12/12/12......Just Thinking.......

It's Dec. 12, 2012. Or 12/12/12. Everybody knows that, and writers with far more ability than I will comment on this today, so I won't try to get all poetic. Instead, I'll be mathmatical.

The next time the year spins around to be this orderly, and in sequence, it will be January 1, 2101....or 1/1/1. That's 91 years away, or 1,092 months, or 56,784 weeks, or 397,488 days, or 9,539,712 hours, give or take. My calculator started overheating when it tried to calculate the number of seconds. What, you may ask, does all this mean? Great question! The answer...not a dang thing. Nada. Zip. No meaning whatsoever. It has about as much meaning as the odometer on my truck rolling over to a quarter of a million miles (I told ya I love old trucks). It has about as much significance as my age (I'm 59. Get over it). Numbers mean things when they are preceded by a dollar sign ($). I love those kind of numbers, unless they're on a bill.

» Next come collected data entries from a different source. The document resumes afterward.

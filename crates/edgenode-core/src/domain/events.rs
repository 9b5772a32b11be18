//! Events emitted to the observability sink.
//!
//! Every queue transition, sandbox warning and coordinator round trip is
//! reported as an `EdgeEvent`. Sinks decide what to do with them; the
//! default forwards to `tracing`.

use std::fmt;
use std::time::Duration;

use super::{ErrorInfo, NodeId, TaskId, TaskState, TaskType};

#[derive(Debug, Clone, Copy, PartialEq, Eq, PartialOrd, Ord)]
pub enum EventLevel {
    Info,
    Warn,
    Error,
}

#[derive(Debug, Clone, PartialEq)]
pub enum EdgeEvent {
    TaskEnqueued {
        task_id: TaskId,
        task_type: TaskType,
        score: f64,
    },
    TaskAdmitted {
        task_id: TaskId,
        running: usize,
    },
    TaskCompleted {
        task_id: TaskId,
        duration_ms: u64,
    },
    TaskFailed {
        task_id: TaskId,
        error: ErrorInfo,
    },
    TaskTimedOut {
        task_id: TaskId,
        timeout: Duration,
    },
    TaskRescored {
        task_id: TaskId,
        score: f64,
    },
    TaskEvicted {
        task_id: TaskId,
    },
    InvalidTransition {
        task_id: TaskId,
        from: Option<TaskState>,
        to: TaskState,
    },
    ResourceWarning {
        task_id: TaskId,
        resource: &'static str,
        observed: f64,
        limit: f64,
    },
    RequestRetry {
        path: String,
        attempt: u32,
        delay: Duration,
        reason: String,
    },
    RateLimited {
        path: String,
        wait: Duration,
    },
    AuthRequired {
        path: String,
    },
    NodeRegistered {
        node_id: NodeId,
    },
    HeartbeatSent {
        running: usize,
        waiting: usize,
    },
    HeartbeatFailed {
        error: String,
    },
    TasksPulled {
        received: usize,
        enqueued: usize,
    },
    PullSkipped {
        waiting: usize,
    },
    PullFailed {
        error: String,
    },
    ResultSubmitted {
        task_id: TaskId,
    },
    ResultSubmitFailed {
        task_id: TaskId,
        error: String,
    },
    ConfigReloaded,
    ServiceStarted,
    ServiceStopped,
}

impl EdgeEvent {
    pub fn level(&self) -> EventLevel {
        match self {
            EdgeEvent::InvalidTransition { .. } => EventLevel::Error,
            EdgeEvent::TaskFailed { .. }
            | EdgeEvent::TaskTimedOut { .. }
            | EdgeEvent::ResourceWarning { .. }
            | EdgeEvent::RequestRetry { .. }
            | EdgeEvent::RateLimited { .. }
            | EdgeEvent::AuthRequired { .. }
            | EdgeEvent::HeartbeatFailed { .. }
            | EdgeEvent::PullFailed { .. }
            | EdgeEvent::ResultSubmitFailed { .. } => EventLevel::Warn,
            _ => EventLevel::Info,
        }
    }

    /// The task this event is about, if any.
    pub fn task_id(&self) -> Option<&TaskId> {
        match self {
            EdgeEvent::TaskEnqueued { task_id, .. }
            | EdgeEvent::TaskAdmitted { task_id, .. }
            | EdgeEvent::TaskCompleted { task_id, .. }
            | EdgeEvent::TaskFailed { task_id, .. }
            | EdgeEvent::TaskTimedOut { task_id, .. }
            | EdgeEvent::TaskRescored { task_id, .. }
            | EdgeEvent::TaskEvicted { task_id }
            | EdgeEvent::InvalidTransition { task_id, .. }
            | EdgeEvent::ResourceWarning { task_id, .. }
            | EdgeEvent::ResultSubmitted { task_id }
            | EdgeEvent::ResultSubmitFailed { task_id, .. } => Some(task_id),
            _ => None,
        }
    }

    /// Short stable name, used as a structured field.
    pub fn name(&self) -> &'static str {
        match self {
            EdgeEvent::TaskEnqueued { .. } => "task_enqueued",
            EdgeEvent::TaskAdmitted { .. } => "task_admitted",
            EdgeEvent::TaskCompleted { .. } => "task_completed",
            EdgeEvent::TaskFailed { .. } => "task_failed",
            EdgeEvent::TaskTimedOut { .. } => "task_timed_out",
            EdgeEvent::TaskRescored { .. } => "task_rescored",
            EdgeEvent::TaskEvicted { .. } => "task_evicted",
            EdgeEvent::InvalidTransition { .. } => "invalid_transition",
            EdgeEvent::ResourceWarning { .. } => "resource_warning",
            EdgeEvent::RequestRetry { .. } => "request_retry",
            EdgeEvent::RateLimited { .. } => "rate_limited",
            EdgeEvent::AuthRequired { .. } => "auth_required",
            EdgeEvent::NodeRegistered { .. } => "node_registered",
            EdgeEvent::HeartbeatSent { .. } => "heartbeat_sent",
            EdgeEvent::HeartbeatFailed { .. } => "heartbeat_failed",
            EdgeEvent::TasksPulled { .. } => "tasks_pulled",
            EdgeEvent::PullSkipped { .. } => "pull_skipped",
            EdgeEvent::PullFailed { .. } => "pull_failed",
            EdgeEvent::ResultSubmitted { .. } => "result_submitted",
            EdgeEvent::ResultSubmitFailed { .. } => "result_submit_failed",
            EdgeEvent::ConfigReloaded => "config_reloaded",
            EdgeEvent::ServiceStarted => "service_started",
            EdgeEvent::ServiceStopped => "service_stopped",
        }
    }
}

impl fmt::Display for EdgeEvent {
    fn fmt(&self, f: &mut fmt::Formatter<'_>) -> fmt::Result {
        match self {
            EdgeEvent::TaskEnqueued {
                task_id,
                task_type,
                score,
            } => write!(f, "task {task_id} ({task_type}) enqueued, score={score:.2}"),
            EdgeEvent::TaskAdmitted { task_id, running } => {
                write!(f, "task {task_id} admitted, running={running}")
            }
            EdgeEvent::TaskCompleted {
                task_id,
                duration_ms,
            } => write!(f, "task {task_id} completed in {duration_ms}ms"),
            EdgeEvent::TaskFailed { task_id, error } => {
                write!(f, "task {task_id} failed [{}]: {}", error.kind, error.message)
            }
            EdgeEvent::TaskTimedOut { task_id, timeout } => {
                write!(f, "task {task_id} timed out after {timeout:?}")
            }
            EdgeEvent::TaskRescored { task_id, score } => {
                write!(f, "task {task_id} rescored to {score:.2}")
            }
            EdgeEvent::TaskEvicted { task_id } => write!(f, "task {task_id} evicted"),
            EdgeEvent::InvalidTransition { task_id, from, to } => match from {
                Some(from) => write!(f, "invalid transition for task {task_id}: {from} -> {to}"),
                None => write!(f, "invalid transition for unknown task {task_id} -> {to}"),
            },
            EdgeEvent::ResourceWarning {
                task_id,
                resource,
                observed,
                limit,
            } => write!(
                f,
                "task {task_id}: {resource} usage {observed:.1} above threshold {limit:.1}"
            ),
            EdgeEvent::RequestRetry {
                path,
                attempt,
                delay,
                reason,
            } => write!(f, "{path}: retry #{attempt} in {delay:?} ({reason})"),
            EdgeEvent::RateLimited { path, wait } => {
                write!(f, "{path}: rate limited, waiting {wait:?}")
            }
            EdgeEvent::AuthRequired { path } => {
                write!(f, "{path}: unauthorized, login required")
            }
            EdgeEvent::NodeRegistered { node_id } => write!(f, "node {node_id} registered"),
            EdgeEvent::HeartbeatSent { running, waiting } => {
                write!(f, "heartbeat sent (running={running}, waiting={waiting})")
            }
            EdgeEvent::HeartbeatFailed { error } => write!(f, "heartbeat failed: {error}"),
            EdgeEvent::TasksPulled { received, enqueued } => {
                write!(f, "pulled {received} task(s), enqueued {enqueued}")
            }
            EdgeEvent::PullSkipped { waiting } => {
                write!(f, "pull skipped, {waiting} task(s) already waiting")
            }
            EdgeEvent::PullFailed { error } => write!(f, "task pull failed: {error}"),
            EdgeEvent::ResultSubmitted { task_id } => {
                write!(f, "result for task {task_id} submitted")
            }
            EdgeEvent::ResultSubmitFailed { task_id, error } => {
                write!(f, "result for task {task_id} not submitted: {error}")
            }
            EdgeEvent::ConfigReloaded => f.write_str("configuration reloaded"),
            EdgeEvent::ServiceStarted => f.write_str("automation service started"),
            EdgeEvent::ServiceStopped => f.write_str("automation service stopped"),
        }
    }
}
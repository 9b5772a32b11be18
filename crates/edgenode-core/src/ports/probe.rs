//! Resource probe port.

/// One CPU/memory observation.
#[derive(Debug, Clone, Copy, Default, PartialEq)]
pub struct ResourceSample {
    pub cpu_percent: f64,
    pub memory_mb: f64,
}

impl ResourceSample {
    pub fn new(cpu_percent: f64, memory_mb: f64) -> Self {
        Self {
            cpu_percent,
            memory_mb,
        }
    }
}

/// Static facts about the host, sent on registration.
#[derive(Debug, Clone, PartialEq)]
pub struct HostInfo {
    pub hostname: String,
    pub platform: String,
    pub arch: String,
    pub cpu_cores: usize,
    pub memory_total_mb: f64,
}

/// Samples cover the node process; the probe cannot attribute usage to a
/// single handler running inside the shared runtime.
pub trait ResourceProbe: Send + Sync {
    fn sample(&self) -> ResourceSample;

    fn host_info(&self) -> HostInfo;
}
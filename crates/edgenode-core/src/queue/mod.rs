//! Queue module: task records, bucket bookkeeping and the in-memory queue.

mod memory;
mod record;

pub use memory::TaskQueue;
pub use record::TaskRecord;

use serde::Serialize;

/// Per-bucket sizes.
#[derive(Debug, Clone, Copy, Default, PartialEq, Eq, Serialize)]
pub struct BucketCounts {
    pub waiting: usize,
    pub running: usize,
    pub completed: usize,
    pub failed: usize,
}

impl BucketCounts {
    pub fn total(&self) -> usize {
        self.waiting + self.running + self.completed + self.failed
    }
}

/// Point-in-time copy of every bucket. `waiting` is in admission order,
/// `running` in admission time, terminal buckets oldest first.
#[derive(Debug, Clone, Default, Serialize)]
pub struct QueueSnapshot {
    pub counts: BucketCounts,
    pub waiting: Vec<TaskRecord>,
    pub running: Vec<TaskRecord>,
    pub completed: Vec<TaskRecord>,
    pub failed: Vec<TaskRecord>,
}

Numbers are just numbers, folks. We aren't gonna "bite the big one" on 12/21/12. Life will roll on until Gabriel blows his big 'ol horn, and only God knows when that will be. So, let's all let out a collective sigh and get on with our lives.
High 5, ya'll !
James

Tuesday, December 11, 2012

Red Dirt

My blood is red
Because Arkansas dirt is red.

Examine my skin cells
Under the scrutiny
Of a microscope.
You will find red dirt.

I grew up playing
In red dirt
The way Yankee kids
Rolled in sand boxes.

Red dirt
Lines my lungs
It’s biologic
Cultural
Spiritual
It’s in my DNA.

My speech is fashioned
By overwhelming buckets of
Red dirt.
It’s the root of my thinking
The gee of my haw.

There are no
Red roads
On your map
But they’re there
And I’ve driven them.

I’ve plumed the sky
With clouds of red dust
Jetting behind my Ford
Rising like granular flame
To thinly coat
Weeds, trees and dogs
Left in my wake.

I’ve chased bulls
In red dirt
And they’ve chased me.
I’ve kicked red dirt
Worked in red dirt
Spit in red dirt
Sat in red dirt
Lay in red dirt
And loved in red dirt.

I’ve cussed it
Blessed it
Loved it
And left it.

My ancestors sleep
In the red dirt
They tilled
Sewed and worked
For generations
And someday I may make
My bed in red dirt too.

But only if I’m lucky.

Tuesday, December 4, 2012

I am Listening

Sometimes I think I hear a voice.
Not in the natural, auditory sense
But a voice directed toward my center
An intimate voice
I have heard in shout
And whisper.

It is a warm voice
Soothing
Comfortable.

It is an alluring voice
Flirting
Teasing.

It is a sad voice
A note of “I shall see ye ‘neer again.”

It is a disturbing voice
For which I strain to listen
Yet there is but silence.

Across the vast spectrum
Of auditory range I wander
Listening
Ever listening.

And sometimes I think I hear
The voice
And test the sample
Against all I know.

Yet the quiet returns
Leaving me frustrated and alone.

Speak again
Dear one
Speak.

I am listening.

Special Note to "The Strand" Inquiry

The strand is brown. But "brown" in the sense that the sunset is golden. In the same sense that pepper is warm, and love is pleasant. In other words, "brown" is just auburn to most...but to me, this strand is substance and evidence of one who loved me long ago.